Where the Sun Don't Shine: Ye Olde Watering Hole is home to old-timers, techies and students who like to swill a drink to welcome the morning.

Time stands still and even runs backward at Ye Olde Watering Hole

By Ryan Coonerty

IT IS 6AM TUESDAY morning in Santa Cruz. A wet fog covers the city. Commuters fill their plastic mugs full of coffee, preparing for their morning battle over Highway 17 while most of us hide under the covers, trying to avoid the inevitable. Yet out on the edge of town, at Ye Olde Watering Hole, co-owner Debbie Mandella, a kind woman who moves seamlessly in conversation between the latest happenings at her NOW meetings and distinctly off-color bar humor, stands ready to pour a Jack Daniels on the rocks. The sun is not yet up, and the Watering Hole's day has begun the same way it has for nearly 50 years.

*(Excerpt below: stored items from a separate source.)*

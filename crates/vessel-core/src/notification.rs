use std::collections::BTreeMap;

use chrono::{DateTime, Duration, Utc};
use serde::{Deserialize, Serialize};
use serde_json::Value;

/// Default notification retention window (§4.7): `expiresAt = createdAt + 7d`.
/// Policy only — a sweeper is not part of the core.
pub const DEFAULT_RETENTION_DAYS: i64 = 7;

#[derive(Debug, Clone, Copy, PartialEq, Eq, Serialize, Deserialize)]
#[serde(rename_all = "lowercase")]
pub enum NotificationStatus {
    Pending,
    Delivered,
    Read,
}

#[derive(Debug, Clone, Copy, PartialEq, Eq, PartialOrd, Ord, Serialize, Deserialize)]
#[serde(rename_all = "lowercase")]
pub enum Priority {
    Low,
    Normal,
    High,
}

/// A rule match, ready to be appended to the relational store and published
/// on the broadcast channel (§4.7, §3 "Notification").
#[derive(Debug, Clone, Serialize, Deserialize)]
pub struct Notification {
    /// Assigned by the relational store on append; absent before persistence.
    #[serde(default)]
    pub id: Option<String>,
    pub client_id: String,
    pub rule_id: String,
    pub type_id: String,
    pub title: String,
    pub message: String,
    pub payload: BTreeMap<String, Value>,
    pub priority: Priority,
    pub status: NotificationStatus,
    pub created_at: DateTime<Utc>,
    pub expires_at: DateTime<Utc>,
}

impl Notification {
    /// Build a freshly-triggered notification with server identity still
    /// unassigned, `status = pending`, and `expiresAt` set from `created_at`
    /// plus the default retention window.
    #[allow(clippy::too_many_arguments)]
    pub fn new(
        client_id: impl Into<String>,
        rule_id: impl Into<String>,
        type_id: impl Into<String>,
        title: impl Into<String>,
        message: impl Into<String>,
        payload: BTreeMap<String, Value>,
        priority: Priority,
        created_at: DateTime<Utc>,
    ) -> Self {
        Self {
            id: None,
            client_id: client_id.into(),
            rule_id: rule_id.into(),
            type_id: type_id.into(),
            title: title.into(),
            message: message.into(),
            payload,
            priority,
            status: NotificationStatus::Pending,
            created_at,
            expires_at: created_at + Duration::days(DEFAULT_RETENTION_DAYS),
        }
    }
}

#[cfg(test)]
mod tests {
    use super::*;

    #[test]
    fn new_notification_expires_seven_days_after_creation() {
        let created = DateTime::parse_from_rfc3339("2026-01-01T00:00:00Z")
            .unwrap()
            .with_timezone(&Utc);
        let n = Notification::new(
            "client-1",
            "rule-1",
            "geofence-enter",
            "Entered zone",
            "Vessel entered the zone",
            BTreeMap::new(),
            Priority::Normal,
            created,
        );
        assert_eq!(n.status, NotificationStatus::Pending);
        assert_eq!(n.expires_at, created + Duration::days(7));
        assert!(n.id.is_none());
    }
}
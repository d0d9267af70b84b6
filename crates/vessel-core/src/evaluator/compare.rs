use std::collections::BTreeMap;

use crate::evaluator::EvaluatorOutput;
use crate::record::VesselRecord;
use crate::rule::{CompareCondition, CompareOp};

/// Stateless scalar compare/threshold evaluator (§4.5.2). Fires on every
/// record satisfying the predicate — no debouncing.
pub fn evaluate(record: &VesselRecord, condition: &CompareCondition) -> EvaluatorOutput {
    let Some(current) = record.field_as_f64(&condition.field) else {
        return EvaluatorOutput::default();
    };

    let triggered = match condition.operator {
        CompareOp::Gt => current > condition.value,
        CompareOp::Gte => current >= condition.value,
        CompareOp::Lt => current < condition.value,
        CompareOp::Lte => current <= condition.value,
        CompareOp::Eq => (current - condition.value).abs() < f64::EPSILON,
    };

    let mut context = BTreeMap::new();
    if triggered {
        context.insert("field".to_string(), condition.field.clone());
        context.insert("operator".to_string(), format!("{:?}", condition.operator).to_lowercase());
        context.insert("threshold".to_string(), condition.value.to_string());
        context.insert("currentValue".to_string(), current.to_string());
    }

    EvaluatorOutput {
        triggered,
        transition: None,
        context,
        new_state: None,
    }
}

#[cfg(test)]
mod tests {
    use super::*;

    fn record_with_speed(speed: f64) -> VesselRecord {
        VesselRecord {
            imo: 1,
            latitude: None,
            longitude: None,
            speed: Some(speed),
            heading: None,
            course: None,
            draught: None,
            vessel_type: None,
            vessel_class: None,
            vessel_status: None,
            vessel_voyage_status: None,
            ais_destination: None,
            area_name: None,
            area_name_level1: None,
            is_seagoing: None,
            vessel_name: None,
            client_id: None,
            passthrough: Default::default(),
        }
    }

    #[test]
    fn gt_triggers_on_every_matching_record() {
        let cond = CompareCondition {
            field: "Speed".into(),
            operator: CompareOp::Gt,
            value: 10.0,
        };
        assert!(evaluate(&record_with_speed(11.0), &cond).triggered);
        assert!(evaluate(&record_with_speed(12.0), &cond).triggered);
        assert!(!evaluate(&record_with_speed(9.0), &cond).triggered);
    }

    #[test]
    fn missing_field_never_triggers() {
        let cond = CompareCondition {
            field: "Draught".into(),
            operator: CompareOp::Gte,
            value: 1.0,
        };
        assert!(!evaluate(&record_with_speed(20.0), &cond).triggered);
    }
}
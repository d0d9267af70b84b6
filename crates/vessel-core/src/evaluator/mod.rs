mod change;
mod compare;
mod dynamic;
mod geofence;
pub mod template;
pub mod wildcard;

pub use change::evaluate as evaluate_change;
pub use compare::evaluate as evaluate_compare;
pub use dynamic::evaluate as evaluate_dynamic;
pub use geofence::evaluate as evaluate_geofence;

use std::collections::BTreeMap;

/// The uniform output of every evaluator family: whether the rule fired,
/// an optional transition tag (used by geofence for `enter`/`exit`), the
/// rendering/payload context, and the evaluator's updated opaque state (when
/// the rule has state tracking enabled).
#[derive(Debug, Clone, PartialEq, Default)]
pub struct EvaluatorOutput {
    pub triggered: bool,
    pub transition: Option<&'static str>,
    pub context: BTreeMap<String, String>,
    pub new_state: Option<crate::state::RuleState>,
}
pub mod app;
pub mod catalog;
pub mod kafka;
pub mod logging;
pub mod metrics;
pub mod notification;
pub mod postgres;
pub mod redis;
pub mod types;
pub mod validate;

pub use app::AppConfig;
pub use catalog::CatalogConfig;
pub use kafka::KafkaConfig;
pub use logging::{LogFormat, LoggingConfig};
pub use metrics::MetricsConfig;
pub use notification::NotificationConfig;
pub use postgres::PostgresConfig;
pub use redis::RedisConfig;
pub use types::{ByteSize, HumanDuration};
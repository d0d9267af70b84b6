use orion_error::prelude::*;
use sqlx::PgPool;

use crate::error::{RuntimeReason, RuntimeResult};

/// Ordered list of idempotent DDL statements for the relational schema named
/// in §6: `notification_types`, `geofences`, `client_rules`, `notifications`.
/// `RuleState` is named there too but is never created here — it lives in
/// the state store exclusively (see `store.rs::rule_state_key`'s doc comment
/// and DESIGN.md's "Decided Open Questions").
///
/// Run as plain statements rather than through `sqlx::migrate!`, which scans
/// a `migrations/` directory at compile time against a live database
/// connection; the plain-string approach here matches `catalog.rs`'s
/// `query_as` (vs. `query_as!`) choice for the same reason.
const STATEMENTS: &[&str] = &[
    r#"
    CREATE TABLE IF NOT EXISTS notification_types (
        type_id         TEXT PRIMARY KEY,
        data_source     TEXT NOT NULL,
        evaluator       JSONB NOT NULL,
        template        JSONB NOT NULL,
        state_tracking  JSONB NOT NULL
    )
    "#,
    r#"
    CREATE TABLE IF NOT EXISTS geofences (
        id          TEXT PRIMARY KEY,
        client_id   TEXT NOT NULL,
        name        TEXT NOT NULL,
        shape       JSONB NOT NULL,
        is_active   BOOLEAN NOT NULL DEFAULT true
    )
    "#,
    r#"
    CREATE TABLE IF NOT EXISTS client_rules (
        id           TEXT PRIMARY KEY,
        client_id    TEXT NOT NULL,
        type_id      TEXT NOT NULL REFERENCES notification_types(type_id),
        name         TEXT NOT NULL,
        condition    JSONB NOT NULL,
        filters      JSONB NOT NULL,
        settings     JSONB NOT NULL,
        is_active    BOOLEAN NOT NULL DEFAULT true,
        geofence_id  TEXT REFERENCES geofences(id)
    )
    "#,
    "CREATE INDEX IF NOT EXISTS client_rules_active_idx ON client_rules (is_active) WHERE is_active",
    r#"
    CREATE TABLE IF NOT EXISTS notifications (
        id          BIGSERIAL PRIMARY KEY,
        client_id   TEXT NOT NULL,
        rule_id     TEXT NOT NULL,
        type_id     TEXT NOT NULL,
        title       TEXT NOT NULL,
        message     TEXT NOT NULL,
        payload     JSONB NOT NULL,
        priority    JSONB NOT NULL,
        status      JSONB NOT NULL,
        created_at  TIMESTAMPTZ NOT NULL,
        expires_at  TIMESTAMPTZ NOT NULL,
        read_at     TIMESTAMPTZ
    )
    "#,
    "CREATE INDEX IF NOT EXISTS notifications_client_id_idx ON notifications (client_id, created_at DESC)",
];

/// Apply every statement in order. Safe to call on every startup — each
/// statement is `IF NOT EXISTS` or otherwise idempotent.
pub async fn run(pool: &PgPool) -> RuntimeResult<()> {
    for statement in STATEMENTS {
        sqlx::query(statement)
            .execute(pool)
            .await
            .owe(RuntimeReason::Bootstrap)?;
    }
    vn_info!(conn, statements = STATEMENTS.len(), "relational schema ensured");
    Ok(())
}
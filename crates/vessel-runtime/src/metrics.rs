use std::fmt::Write as _;
use std::sync::Arc;
use std::sync::atomic::{AtomicU64, Ordering};

use tokio::io::{AsyncReadExt, AsyncWriteExt};
use tokio::net::TcpListener;
use tokio_util::sync::CancellationToken;

use vessel_config::MetricsConfig;

/// Shared runtime metrics store (§7 "periodic log line", §10.4).
///
/// Counters are lock-free atomics so the hot path never takes a lock to
/// bump a counter. The exporter task renders them into Prometheus text
/// format on demand and logs a summary line on a fixed interval
/// regardless of whether the HTTP endpoint is enabled.
pub struct RuntimeMetrics {
    records_consumed_total: AtomicU64,
    decode_errors_total: AtomicU64,
    rules_evaluated_total: AtomicU64,
    rule_matches_total: AtomicU64,
    rule_errors_total: AtomicU64,
    notifications_emitted_total: AtomicU64,
    notifications_dropped_total: AtomicU64,
    broadcast_lag_total: AtomicU64,
    state_store_errors_total: AtomicU64,
    relational_store_errors_total: AtomicU64,
    catalog_refresh_errors_total: AtomicU64,
    discovered_destinations: AtomicU64,
    discovered_areas: AtomicU64,
    discovered_vessel_types: AtomicU64,
    discovered_vessel_classes: AtomicU64,
    discovered_voyage_statuses: AtomicU64,
    discovered_vessels: AtomicU64,
}

impl RuntimeMetrics {
    pub fn new() -> Self {
        Self {
            records_consumed_total: AtomicU64::new(0),
            decode_errors_total: AtomicU64::new(0),
            rules_evaluated_total: AtomicU64::new(0),
            rule_matches_total: AtomicU64::new(0),
            rule_errors_total: AtomicU64::new(0),
            notifications_emitted_total: AtomicU64::new(0),
            notifications_dropped_total: AtomicU64::new(0),
            broadcast_lag_total: AtomicU64::new(0),
            state_store_errors_total: AtomicU64::new(0),
            relational_store_errors_total: AtomicU64::new(0),
            catalog_refresh_errors_total: AtomicU64::new(0),
            discovered_destinations: AtomicU64::new(0),
            discovered_areas: AtomicU64::new(0),
            discovered_vessel_types: AtomicU64::new(0),
            discovered_vessel_classes: AtomicU64::new(0),
            discovered_voyage_statuses: AtomicU64::new(0),
            discovered_vessels: AtomicU64::new(0),
        }
    }

    pub fn inc_records_consumed(&self) {
        self.records_consumed_total.fetch_add(1, Ordering::Relaxed);
    }

    pub fn inc_decode_error(&self) {
        self.decode_errors_total.fetch_add(1, Ordering::Relaxed);
    }

    pub fn inc_rules_evaluated(&self, n: u64) {
        self.rules_evaluated_total.fetch_add(n, Ordering::Relaxed);
    }

    pub fn inc_rule_match(&self) {
        self.rule_matches_total.fetch_add(1, Ordering::Relaxed);
    }

    pub fn inc_rule_error(&self) {
        self.rule_errors_total.fetch_add(1, Ordering::Relaxed);
    }

    pub fn inc_notification_emitted(&self) {
        self.notifications_emitted_total
            .fetch_add(1, Ordering::Relaxed);
    }

    pub fn inc_notification_dropped(&self) {
        self.notifications_dropped_total
            .fetch_add(1, Ordering::Relaxed);
    }

    pub fn add_broadcast_lag(&self, skipped: u64) {
        self.broadcast_lag_total.fetch_add(skipped, Ordering::Relaxed);
    }

    pub fn inc_state_store_error(&self) {
        self.state_store_errors_total.fetch_add(1, Ordering::Relaxed);
    }

    pub fn inc_relational_store_error(&self) {
        self.relational_store_errors_total
            .fetch_add(1, Ordering::Relaxed);
    }

    pub fn inc_catalog_refresh_error(&self) {
        self.catalog_refresh_errors_total
            .fetch_add(1, Ordering::Relaxed);
    }

    /// Update the discovery-cardinality gauges (§4.2, `discovery-stats`).
    pub fn set_discovery_counts(&self, counts: &DiscoveryCounts) {
        self.discovered_destinations
            .store(counts.destinations, Ordering::Relaxed);
        self.discovered_areas.store(counts.areas, Ordering::Relaxed);
        self.discovered_vessel_types
            .store(counts.vessel_types, Ordering::Relaxed);
        self.discovered_vessel_classes
            .store(counts.vessel_classes, Ordering::Relaxed);
        self.discovered_voyage_statuses
            .store(counts.voyage_statuses, Ordering::Relaxed);
        self.discovered_vessels
            .store(counts.vessels, Ordering::Relaxed);
    }

    fn render_prometheus(&self) -> String {
        let mut out = String::with_capacity(2 * 1024);
        self.render_counter(&mut out, "vessel_records_consumed_total", self.records_consumed_total.load(Ordering::Relaxed));
        self.render_counter(&mut out, "vessel_decode_errors_total", self.decode_errors_total.load(Ordering::Relaxed));
        self.render_counter(&mut out, "vessel_rules_evaluated_total", self.rules_evaluated_total.load(Ordering::Relaxed));
        self.render_counter(&mut out, "vessel_rule_matches_total", self.rule_matches_total.load(Ordering::Relaxed));
        self.render_counter(&mut out, "vessel_rule_errors_total", self.rule_errors_total.load(Ordering::Relaxed));
        self.render_counter(&mut out, "vessel_notifications_emitted_total", self.notifications_emitted_total.load(Ordering::Relaxed));
        self.render_counter(&mut out, "vessel_notifications_dropped_total", self.notifications_dropped_total.load(Ordering::Relaxed));
        self.render_counter(&mut out, "vessel_broadcast_lag_total", self.broadcast_lag_total.load(Ordering::Relaxed));
        self.render_counter(&mut out, "vessel_state_store_errors_total", self.state_store_errors_total.load(Ordering::Relaxed));
        self.render_counter(&mut out, "vessel_relational_store_errors_total", self.relational_store_errors_total.load(Ordering::Relaxed));
        self.render_counter(&mut out, "vessel_catalog_refresh_errors_total", self.catalog_refresh_errors_total.load(Ordering::Relaxed));
        self.render_gauge(&mut out, "vessel_discovered_destinations", self.discovered_destinations.load(Ordering::Relaxed));
        self.render_gauge(&mut out, "vessel_discovered_areas", self.discovered_areas.load(Ordering::Relaxed));
        self.render_gauge(&mut out, "vessel_discovered_vessel_types", self.discovered_vessel_types.load(Ordering::Relaxed));
        self.render_gauge(&mut out, "vessel_discovered_vessel_classes", self.discovered_vessel_classes.load(Ordering::Relaxed));
        self.render_gauge(&mut out, "vessel_discovered_voyage_statuses", self.discovered_voyage_statuses.load(Ordering::Relaxed));
        self.render_gauge(&mut out, "vessel_discovered_vessels", self.discovered_vessels.load(Ordering::Relaxed));
        out
    }

    fn render_counter(&self, out: &mut String, name: &str, value: u64) {
        let _ = writeln!(out, "# TYPE {name} counter");
        let _ = writeln!(out, "{name} {value}");
    }

    fn render_gauge(&self, out: &mut String, name: &str, value: u64) {
        let _ = writeln!(out, "# TYPE {name} gauge");
        let _ = writeln!(out, "{name} {value}");
    }

    /// One-line summary for the periodic log (§7 "periodic log line").
    pub fn summary_line(&self) -> String {
        format!(
            "records={} decode_errors={} rule_matches={} notifications={} notifications_dropped={} discovered_vessels={}",
            self.records_consumed_total.load(Ordering::Relaxed),
            self.decode_errors_total.load(Ordering::Relaxed),
            self.rule_matches_total.load(Ordering::Relaxed),
            self.notifications_emitted_total.load(Ordering::Relaxed),
            self.notifications_dropped_total.load(Ordering::Relaxed),
            self.discovered_vessels.load(Ordering::Relaxed),
        )
    }
}

impl Default for RuntimeMetrics {
    fn default() -> Self {
        Self::new()
    }
}

/// Discovery-set cardinalities, published on the `discovery-stats` broadcast
/// channel (§4.2) and mirrored into the metrics gauges above.
#[derive(Debug, Clone, Copy, Default, serde::Serialize)]
pub struct DiscoveryCounts {
    pub destinations: u64,
    pub areas: u64,
    pub areas_level1: u64,
    pub vessel_types: u64,
    pub vessel_classes: u64,
    pub voyage_statuses: u64,
    pub vessels: u64,
}

/// Bind the metrics HTTP listener (if enabled) and run the periodic summary
/// log loop until cancelled. Collection itself (the atomics above) always
/// happens regardless of whether this task is spawned.
pub async fn run_metrics_task(
    metrics: Arc<RuntimeMetrics>,
    config: MetricsConfig,
    cancel: CancellationToken,
) -> anyhow::Result<()> {
    let listener = if config.enabled {
        let l = TcpListener::bind(&config.listen).await?;
        vn_info!(res, listen = %config.listen, "metrics exporter started");
        Some(l)
    } else {
        None
    };

    let mut tick = tokio::time::interval(config.report_interval.as_duration());
    loop {
        tokio::select! {
            _ = cancel.cancelled() => break,
            _ = tick.tick() => {
                vn_info!(res, summary = %metrics.summary_line(), "metrics snapshot");
            }
            result = accept_or_pending(&listener) => {
                let (mut stream, _) = result?;
                let body = metrics.render_prometheus();
                let mut req_buf = [0u8; 512];
                let req_n = stream.read(&mut req_buf).await.unwrap_or(0);
                let is_metrics = req_n > 0
                    && std::str::from_utf8(&req_buf[..req_n]).unwrap_or("").starts_with("GET /metrics");
                if is_metrics {
                    let header = format!(
                        "HTTP/1.1 200 OK\r\nContent-Type: text/plain; version=0.0.4\r\nContent-Length: {}\r\nConnection: close\r\n\r\n",
                        body.len()
                    );
                    stream.write_all(header.as_bytes()).await?;
                    stream.write_all(body.as_bytes()).await?;
                } else {
                    stream
                        .write_all(b"HTTP/1.1 404 Not Found\r\nContent-Length: 0\r\nConnection: close\r\n\r\n")
                        .await?;
                }
                stream.shutdown().await?;
            }
        }
    }
    Ok(())
}

#[cfg(test)]
mod tests {
    use super::*;

    #[test]
    fn summary_line_reflects_counters() {
        let metrics = RuntimeMetrics::new();
        metrics.inc_records_consumed();
        metrics.inc_records_consumed();
        metrics.inc_rule_match();
        metrics.inc_notification_emitted();
        metrics.set_discovery_counts(&DiscoveryCounts {
            vessels: 3,
            ..Default::default()
        });

        let line = metrics.summary_line();
        assert!(line.contains("records=2"));
        assert!(line.contains("rule_matches=1"));
        assert!(line.contains("notifications=1"));
        assert!(line.contains("discovered_vessels=3"));
    }

    #[test]
    fn prometheus_output_includes_every_series() {
        let metrics = RuntimeMetrics::new();
        metrics.inc_decode_error();
        let rendered = metrics.render_prometheus();
        assert!(rendered.contains("vessel_decode_errors_total 1"));
        assert!(rendered.contains("# TYPE vessel_discovered_vessels gauge"));
    }
}

/// Await a new connection if the listener is bound, otherwise block forever
/// so the `tokio::select!` arm above never fires when the exporter is
/// disabled (collection still happens; only the HTTP surface is gated).
async fn accept_or_pending(
    listener: &Option<TcpListener>,
) -> std::io::Result<(tokio::net::TcpStream, std::net::SocketAddr)> {
    match listener {
        Some(l) => l.accept().await,
        None => std::future::pending().await,
    }
}
use std::collections::BTreeMap;

use crate::record::VesselRecord;
use crate::rule::Template;

/// Render a template's `{{key}}` placeholders against a context map merged
/// with the record's identity fields. Missing keys render as the literal
/// placeholder text — no escaping is performed. Deliberately a single-pass
/// string scan, not a general template engine.
pub fn render(template: &Template, context: &BTreeMap<String, String>, record: &VesselRecord, now: &str) -> (String, String) {
    let mut merged = identity_fields(record, now);
    for (k, v) in context {
        merged.insert(k.clone(), v.clone());
    }
    (substitute(&template.title, &merged), substitute(&template.message, &merged))
}

fn identity_fields(record: &VesselRecord, now: &str) -> BTreeMap<String, String> {
    let mut m = BTreeMap::new();
    m.insert("imo".to_string(), record.imo.to_string());
    if let Some(name) = &record.vessel_name {
        m.insert("vesselName".to_string(), name.clone());
    }
    if let Some(lat) = record.latitude {
        m.insert("latitude".to_string(), lat.to_string());
    }
    if let Some(lng) = record.longitude {
        m.insert("longitude".to_string(), lng.to_string());
    }
    if let Some(speed) = record.speed {
        m.insert("speed".to_string(), speed.to_string());
    }
    if let Some(dest) = &record.ais_destination {
        m.insert("destination".to_string(), dest.clone());
    }
    if let Some(status) = &record.vessel_status {
        m.insert("status".to_string(), status.clone());
    }
    m.insert("timestamp".to_string(), now.to_string());
    m
}

fn substitute(template: &str, context: &BTreeMap<String, String>) -> String {
    let mut out = String::with_capacity(template.len());
    let bytes = template.as_bytes();
    let mut i = 0;
    while i < bytes.len() {
        if bytes[i..].starts_with(b"{{") {
            if let Some(rel_end) = template[i + 2..].find("}}") {
                let key = &template[i + 2..i + 2 + rel_end];
                match context.get(key) {
                    Some(value) => out.push_str(value),
                    None => {
                        out.push_str("{{");
                        out.push_str(key);
                        out.push_str("}}");
                    }
                }
                i += 2 + rel_end + 2;
                continue;
            }
        }
        let ch = template[i..].chars().next().unwrap();
        out.push(ch);
        i += ch.len_utf8();
    }
    out
}

#[cfg(test)]
mod tests {
    use super::*;

    fn record() -> VesselRecord {
        VesselRecord {
            imo: 9000001,
            latitude: Some(1.3),
            longitude: Some(103.8),
            speed: Some(12.0),
            heading: None,
            course: None,
            draught: None,
            vessel_type: None,
            vessel_class: None,
            vessel_status: Some("Underway".into()),
            vessel_voyage_status: None,
            ais_destination: Some("PORT OF SINGAPORE".into()),
            area_name: None,
            area_name_level1: None,
            is_seagoing: None,
            vessel_name: Some("MV Example".into()),
            client_id: None,
            passthrough: Default::default(),
        }
    }

    #[test]
    fn substitutes_context_and_identity_fields() {
        let template = Template {
            title: "{{vesselName}} update".into(),
            message: "{{vesselName}} ({{imo}}) destination {{destination}} at {{timestamp}}".into(),
        };
        let mut ctx = BTreeMap::new();
        ctx.insert("action".to_string(), "entered".to_string());
        let (title, message) = render(&template, &ctx, &record(), "2026-07-27T00:00:00Z");
        assert_eq!(title, "MV Example update");
        assert_eq!(
            message,
            "MV Example (9000001) destination PORT OF SINGAPORE at 2026-07-27T00:00:00Z"
        );
    }

    #[test]
    fn missing_key_renders_literal_placeholder() {
        let template = Template {
            title: "{{unknownKey}}".into(),
            message: "".into(),
        };
        let (title, _) = render(&template, &BTreeMap::new(), &record(), "now");
        assert_eq!(title, "{{unknownKey}}");
    }
}
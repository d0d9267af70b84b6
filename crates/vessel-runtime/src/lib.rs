#[macro_use]
mod log_macros;

pub mod catalog;
pub mod error;
pub mod lifecycle;
pub mod metrics;
pub mod migrations;
pub mod processor;
pub mod signal;
pub mod sink;
pub mod source;
pub mod store;
pub mod tracing_init;

pub use error::{RuntimeError, RuntimeReason, RuntimeResult};
pub use lifecycle::{Engine, StartOptions, connect_postgres};
pub use source::{DEFAULT_TOPIC, metadata_consumer, partition_count, total_backlog};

Built in 1949 next to a truck-stop diner, Ye Olde Watering Hole, named Paul's until Mandella and her husband bought it a couple of years ago, was an outpost for workers at the sand quarry and lumber companies up the coast, as well as truckers passing through town. From its beginnings, the bar was built, run and defined by locals. These days, the Watering Hole's patrons continue the classic tradition of a working-class neighborhood bar in which, as a longtime patron proudly explained, "only the color of the pool table has changed."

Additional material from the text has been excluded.